McConaughey won an Oscar last weekend and I will expect nothing less than an Emmy added to his mantle in six months time for Best Actor in a Mini-series. And I expect his speech in the series’ final moments to be his awards show clip. The actor crumbles into cries midway through talking, shedding tears of both relief and sadness. Hart can do little more than to pat his partner on the shoulder and lift him up from his chair, musing about how the stars in the sky show how tiny flickers of light can illuminate the darkness in the world. “Once there was only dark,” Cohle mumbles. “You ask me, the light’s winning.”
Does a show as sprawling and substantial as True Detective seem cheapened at the close by some rather procedural investigative tactics and some plain mumblings about the relationship between light and darkness?
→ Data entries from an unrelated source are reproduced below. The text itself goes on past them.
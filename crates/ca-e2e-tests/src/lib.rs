//! End-to-end integration tests for the provisioner authorization core.
//!
//! These tests exercise the full path:
//! - Provisioner configuration JSON to an initialized collection
//! - Method dispatch and per-provisioner authorization
//! - Applying sign options and issuing a certificate
//! - Resolving the issuing provisioner from the certificate extension

#![cfg(test)]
Yes and no. Yes, as the show’s happy ending seems like a bit of an anti-climax to the grit, gloom and grumbling that pervaded through previous hours, which hinted at an unquenchable darkness. No, as it closes off the anthology with humanity, exploring the relationship between its protagonists and what they have learned from their 17 years of correspondence than at the lurid details of the crime they investigated.
The anthology began with sin, crime and nihilism, yet ends on a hopeful note. I imagine some may be frustrated at the lack of morose qualities from the final ten minutes, but just as many (if not more) should be moved by these final moments. As Marty tells his partner, “We ain’t gonna get them all. That ain’t the kind of world it is.” Yes, we would have liked to know more about the killer and the methods of his madness more clearly – but the show is not about Errol Childress. It is about Martin Hart and Rust Cohle. They have each other, they have found some light within the darkness, and that is a good way to go out.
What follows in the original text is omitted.